The idea was so terrible that, as he reached the door, he stopped short, and turned a ghastly white, not daring to look in. But recalling now that he had heard his friend’s breathing quite plainly over-night, he listened with every nerve on the strain. Not a sound, till the lark burst forth again.
He hesitated no longer, but, full of shame and self-reproach for that which he could not help, he stepped softly into the room, and then stood still, staring hard at the bed, and at a blood-stained handkerchief lying where it had been thrown upon the floor.
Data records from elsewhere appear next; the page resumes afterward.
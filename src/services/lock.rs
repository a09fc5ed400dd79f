use crate::{
    db::DbPool,
    entities::order::{self, Entity as OrderEntity, OrderAccess, OrderStatus},
    entities::order_audit_log::AuditEventType,
    entities::order_lock_log::LockAction,
    errors::ServiceError,
    events::{Event, EventSender},
    services::audit,
    services::movements::unwrap_txn_err,
    services::Actor,
};
use chrono::{DateTime, Duration, Utc};
use sea_orm::{ActiveModelTrait, ConnectionTrait, EntityTrait, Set, TransactionTrait};
use serde_json::json;
use std::sync::Arc;
use tracing::{info, instrument};
use uuid::Uuid;

/// Effective lock state, derived lazily from the stored fields and the
/// current time. No sweep is needed: `LOCKED` decays to permanently locked
/// the moment the deadline passes, wherever it is next observed.
#[derive(Debug, Clone, Copy, PartialEq, Eq)]
pub enum LockState {
    Unlocked,
    Locked { until: DateTime<Utc> },
    PermanentlyLocked,
}

impl LockState {
    pub fn derive(order: &order::Model, now: DateTime<Utc>) -> Self {
        if !order.is_locked {
            return LockState::Unlocked;
        }
        match order.can_unlock_until {
            Some(until) if now < until => LockState::Locked { until },
            _ => LockState::PermanentlyLocked,
        }
    }

    pub fn rejects_mutation(&self) -> bool {
        !matches!(self, LockState::Unlocked)
    }
}

/// Governs whether a completed order may still be mutated. Emits lock-log
/// and audit rows only; never inventory movements.
#[derive(Clone)]
pub struct OrderLockService {
    db: Arc<DbPool>,
    event_sender: EventSender,
    lock_window: Duration,
}

impl OrderLockService {
    pub fn new(db: Arc<DbPool>, event_sender: EventSender, lock_window_days: i64) -> Self {
        Self {
            db,
            event_sender,
            lock_window: Duration::days(lock_window_days),
        }
    }

    /// Locks a completed order, opening the unlock window.
    #[instrument(skip(self, actor), fields(order_id = %order_id, actor = %actor.id))]
    pub async fn lock_order(
        &self,
        order_id: Uuid,
        actor: Actor,
    ) -> Result<order::Model, ServiceError> {
        if !actor.can_write {
            return Err(ServiceError::InvalidOperation(
                "Actor does not have write access".to_string(),
            ));
        }

        let lock_window = self.lock_window;
        let db = self.db.as_ref();
        let (updated, locked_at, until) = db
            .transaction::<_, (order::Model, DateTime<Utc>, DateTime<Utc>), ServiceError>(
                move |txn| {
                    Box::pin(async move {
                        let order = find_order(txn, order_id).await?;
                        let order = match order.access() {
                            OrderAccess::Historical(_) => {
                                return Err(ServiceError::HistoricalOrderImmutable(order_id));
                            }
                            OrderAccess::Active(model) => model.clone(),
                        };

                        if order.status() != Some(OrderStatus::Completed) {
                            return Err(ServiceError::InvalidOperation(format!(
                                "Only completed orders can be locked; order is '{}'",
                                order.status
                            )));
                        }
                        if order.is_locked {
                            return Err(ServiceError::InvalidOperation(
                                "Order is already locked".to_string(),
                            ));
                        }

                        let now = Utc::now();
                        let until = now + lock_window;

                        let mut active: order::ActiveModel = order.into();
                        active.is_locked = Set(true);
                        active.locked_at = Set(Some(now));
                        active.can_unlock_until = Set(Some(until));
                        active.updated_at = Set(Some(now));
                        let updated =
                            active.update(txn).await.map_err(ServiceError::db_error)?;

                        audit::record_lock_action_in_txn(
                            txn,
                            order_id,
                            LockAction::Lock,
                            actor.id,
                            None,
                        )
                        .await?;
                        audit::record_in_txn(
                            txn,
                            order_id,
                            AuditEventType::OrderLocked,
                            actor.id,
                            Some(json!({ "can_unlock_until": until })),
                            None,
                        )
                        .await?;

                        Ok((updated, now, until))
                    })
                },
            )
            .await
            .map_err(unwrap_txn_err)?;

        info!(until = %until, "Order locked");
        self.event_sender
            .emit(Event::OrderLocked {
                order_id,
                locked_at,
                can_unlock_until: until,
            })
            .await;

        Ok(updated)
    }

    /// Unlocks a locked order. Succeeds only inside the unlock window and
    /// with a non-empty reason; past the deadline the lock is permanent and
    /// even unlock is rejected with `OrderLocked`.
    #[instrument(skip(self, actor, reason), fields(order_id = %order_id, actor = %actor.id))]
    pub async fn unlock_order(
        &self,
        order_id: Uuid,
        actor: Actor,
        reason: &str,
    ) -> Result<order::Model, ServiceError> {
        if !actor.can_write {
            return Err(ServiceError::InvalidOperation(
                "Actor does not have write access".to_string(),
            ));
        }
        let reason = reason.trim();
        if reason.is_empty() {
            return Err(ServiceError::ValidationError(
                "An unlock reason is required".to_string(),
            ));
        }

        let reason_owned = reason.to_string();
        let db = self.db.as_ref();
        let updated = db
            .transaction::<_, order::Model, ServiceError>(move |txn| {
                Box::pin(async move {
                    let order = find_order(txn, order_id).await?;
                    let order = match order.access() {
                        OrderAccess::Historical(_) => {
                            return Err(ServiceError::HistoricalOrderImmutable(order_id));
                        }
                        OrderAccess::Active(model) => model.clone(),
                    };

                    match LockState::derive(&order, Utc::now()) {
                        LockState::Unlocked => {
                            return Err(ServiceError::InvalidOperation(
                                "Order is not locked".to_string(),
                            ));
                        }
                        LockState::PermanentlyLocked => {
                            return Err(ServiceError::OrderLocked(order_id));
                        }
                        LockState::Locked { .. } => {}
                    }

                    let now = Utc::now();
                    let mut active: order::ActiveModel = order.into();
                    active.is_locked = Set(false);
                    active.locked_at = Set(None);
                    active.can_unlock_until = Set(None);
                    active.updated_at = Set(Some(now));
                    let updated = active.update(txn).await.map_err(ServiceError::db_error)?;

                    audit::record_lock_action_in_txn(
                        txn,
                        order_id,
                        LockAction::Unlock,
                        actor.id,
                        Some(reason_owned.clone()),
                    )
                    .await?;
                    audit::record_in_txn(
                        txn,
                        order_id,
                        AuditEventType::OrderUnlocked,
                        actor.id,
                        Some(json!({ "reason": reason_owned })),
                        None,
                    )
                    .await?;

                    Ok(updated)
                })
            })
            .await
            .map_err(unwrap_txn_err)?;

        info!("Order unlocked");
        self.event_sender
            .emit(Event::OrderUnlocked {
                order_id,
                reason: reason.to_string(),
            })
            .await;

        Ok(updated)
    }

    /// Effective lock state for an order right now.
    pub async fn lock_state(&self, order_id: Uuid) -> Result<LockState, ServiceError> {
        let order = find_order(self.db.as_ref(), order_id).await?;
        Ok(LockState::derive(&order, Utc::now()))
    }
}

async fn find_order<C: ConnectionTrait>(
    conn: &C,
    order_id: Uuid,
) -> Result<order::Model, ServiceError> {
    OrderEntity::find_by_id(order_id)
        .one(conn)
        .await
        .map_err(ServiceError::db_error)?
        .ok_or_else(|| ServiceError::NotFound(format!("Order {} not found", order_id)))
}

#[cfg(test)]
mod tests {
    use super::*;
    use rust_decimal::Decimal;

    fn order_row(is_locked: bool, can_unlock_until: Option<DateTime<Utc>>) -> order::Model {
        order::Model {
            id: Uuid::new_v4(),
            order_number: "SO-1001".to_string(),
            customer_id: Uuid::new_v4(),
            status: OrderStatus::Completed.to_string(),
            payment_status: "paid".to_string(),
            total_amount: Decimal::ONE_HUNDRED,
            discount_amount: Decimal::ZERO,
            amount_paid: Decimal::ONE_HUNDRED,
            is_on_hold: false,
            is_locked,
            locked_at: is_locked.then(Utc::now),
            can_unlock_until,
            created_before_migration: false,
            inventory_applied: true,
            notes: None,
            created_at: Utc::now(),
            updated_at: None,
            version: 1,
        }
    }

    #[test]
    fn unlocked_order_derives_unlocked() {
        let order = order_row(false, None);
        assert_eq!(LockState::derive(&order, Utc::now()), LockState::Unlocked);
    }

    #[test]
    fn locked_order_inside_window_is_locked() {
        let until = Utc::now() + Duration::days(3);
        let order = order_row(true, Some(until));
        assert_eq!(
            LockState::derive(&order, Utc::now()),
            LockState::Locked { until }
        );
    }

    #[test]
    fn lock_decays_to_permanent_at_deadline() {
        let until = Utc::now();
        let order = order_row(true, Some(until));
        assert_eq!(
            LockState::derive(&order, until),
            LockState::PermanentlyLocked
        );
        assert_eq!(
            LockState::derive(&order, until + Duration::days(30)),
            LockState::PermanentlyLocked
        );
    }

    #[test]
    fn locked_row_without_deadline_is_permanent() {
        let order = order_row(true, None);
        assert_eq!(
            LockState::derive(&order, Utc::now()),
            LockState::PermanentlyLocked
        );
    }
}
For a few moments the lad did not stir—he was perfectly stunned; and then he began to look slowly round the room for an explanation.
The bed was without tenant. Had Captain Murray, or some other officer, come with a guard while he slept and taken the prisoner away?
Then the truth came like a flash:—
The window in the next room—it was open!
He darted back and ran to the window to thrust out his head and look down. Yes, it was easy enough; he could himself have got out, hung by his hands, and dropped upon the pavement, which would not have been above eight feet from the soles of his boots as he hung.
But the wound! How could a lad who was badly wounded in the arm manage to perform such a feat?
He must have been half wild, delirious from fever, to have done such a thing. No.